If this is not simple coincidence, it suggests that bullshit jobs are a characteristic of globalisation, but this would lead us to expect them to decline as globalisation has itself cooled after 2008 and even gone into reverse with onshoring and inhousing. This does not appear to have happened, at least not in the corporate sector. The pandemic and ensuing lockdown led many people to question the value of their work. This was both in the sense of putting their careers in perspective as people around them died and in discovering that they could accomplish a week's tasks in a couple of days if they worked from home and thus avoided the "frictions" inherent in an office job, though the greatest friction, poorly-managed meetings, got worse for many with the shift online.
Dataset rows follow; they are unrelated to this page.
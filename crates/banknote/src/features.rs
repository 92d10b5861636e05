//! Banknote records and derived features.

use crate::warehouse::Rows;
use banknote_sql::Value;

/// Errors turning warehouse rows into records.
#[derive(Debug, Clone, PartialEq, Eq, thiserror::Error)]
pub enum RecordError {
    #[error("source rows have no {0} column")]
    MissingColumn(&'static str),

    #[error("row {row}: {column} is not a number")]
    NotANumber { row: usize, column: &'static str },
}

/// One measured banknote.
#[derive(Debug, Clone, Copy, PartialEq)]
pub struct BanknoteRecord {
    pub variance: f64,
    pub skewness: f64,
    pub curtosis: f64,
    pub entropy: f64,
    /// Known label; absent for records still to be scored.
    pub class: Option<i64>,
}

const MEASUREMENTS: [&str; 4] = ["variance", "skewness", "curtosis", "entropy"];

impl BanknoteRecord {
    /// Read records from rows with `VARIANCE`, `SKEWNESS`, `CURTOSIS`,
    /// `ENTROPY` and optionally `CLASS` columns, in any case and order.
    pub fn read_all(rows: &Rows) -> Result<Vec<Self>, RecordError> {
        let mut idx = [0; 4];
        for (slot, name) in idx.iter_mut().zip(MEASUREMENTS) {
            *slot = rows
                .column_index(name)
                .ok_or(RecordError::MissingColumn(name))?;
        }
        let class_idx = rows.column_index("class");

        rows.iter()
            .enumerate()
            .map(|(row_no, row)| {
                let num = |i: usize| -> Result<f64, RecordError> {
                    row.get(idx[i])
                        .and_then(Value::as_f64)
                        .ok_or(RecordError::NotANumber {
                            row: row_no,
                            column: MEASUREMENTS[i],
                        })
                };
                Ok(BanknoteRecord {
                    variance: num(0)?,
                    skewness: num(1)?,
                    curtosis: num(2)?,
                    entropy: num(3)?,
                    class: class_idx.and_then(|i| row.get(i)).and_then(Value::as_i64),
                })
            })
            .collect()
    }
}

/// A record tagged with a globally unique key.
#[derive(Debug, Clone, PartialEq)]
pub struct KeyedRecord {
    pub uniq_key: String,
    pub record: BanknoteRecord,
}

/// Give every record a random UUID v4 key.
pub fn add_unique_key(records: impl IntoIterator<Item = BanknoteRecord>) -> Vec<KeyedRecord> {
    records
        .into_iter()
        .map(|record| KeyedRecord {
            uniq_key: uuid::Uuid::new_v4().to_string(),
            record,
        })
        .collect()
}

/// Model input: the four measurements plus four derived features.
#[derive(Debug, Clone, Copy, PartialEq)]
pub struct FeatureRow {
    pub variance: f64,
    pub skewness: f64,
    pub curtosis: f64,
    pub entropy: f64,
    pub product_feature: f64,
    pub sum_feature: f64,
    pub ratio_feature: f64,
    pub complex_feature: f64,
}

impl FeatureRow {
    pub fn from_record(r: &BanknoteRecord) -> Self {
        Self {
            variance: r.variance,
            skewness: r.skewness,
            curtosis: r.curtosis,
            entropy: r.entropy,
            product_feature: product_feature(r),
            sum_feature: sum_feature(r),
            ratio_feature: ratio_feature(r),
            complex_feature: complex_feature(r),
        }
    }

    pub fn to_array(&self) -> [f64; 8] {
        [
            self.variance,
            self.skewness,
            self.curtosis,
            self.entropy,
            self.product_feature,
            self.sum_feature,
            self.ratio_feature,
            self.complex_feature,
        ]
    }
}

pub fn product_feature(r: &BanknoteRecord) -> f64 {
    r.variance * r.skewness * r.curtosis * r.entropy
}

pub fn sum_feature(r: &BanknoteRecord) -> f64 {
    r.variance + r.skewness + r.curtosis + r.entropy
}

/// `variance / (entropy + 1)`. Entropy of exactly -1 yields an infinite or
/// NaN ratio, which renders as NULL when written back.
pub fn ratio_feature(r: &BanknoteRecord) -> f64 {
    r.variance / (r.entropy + 1.0)
}

pub fn complex_feature(r: &BanknoteRecord) -> f64 {
    (r.variance + r.skewness) * (r.curtosis - r.entropy)
}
That some companies have now insisted that workers return to the office, ironically including Zoom, suggests that the disciplinary role posited by both Graeber and Tiratelli is real, though that clearly covers both useful and useless roles. What we still don't have is any greater clarity on why firms continue to indulge the latter. 

The simplest explanation is probably that firms do not know how to properly evaluate cognitive roles (consider the story of Elon Musk assessing programmers by the quantity of code they produced). They know there is waste and inefficiency, but it cannot be isolated as easily as on a production line. As no one firm has an advantage over any other in this respect, the overhead can be accepted simply as the cost of doing business, much as the inefficiency inherent in any bureacratic system has long been tolerated. The great promise of information technology was that it would improve bureaucracy by eliminating the human factor. The great promise of the Internet was that it would transfer the burden of administration onto customers. Both have only been partial successes. The next great hope is that AI will somehow do away with the need for many cognitive roles, though it should be obvious that, as with previous technologies, this is likely to simply generate novel bullshit jobs in its train. It appears that bullshit is simply a feature of any cognitive work, and as that type of work expands as a share of the labour force under the pressure of continuing automation, we can expect such jobs to proliferate.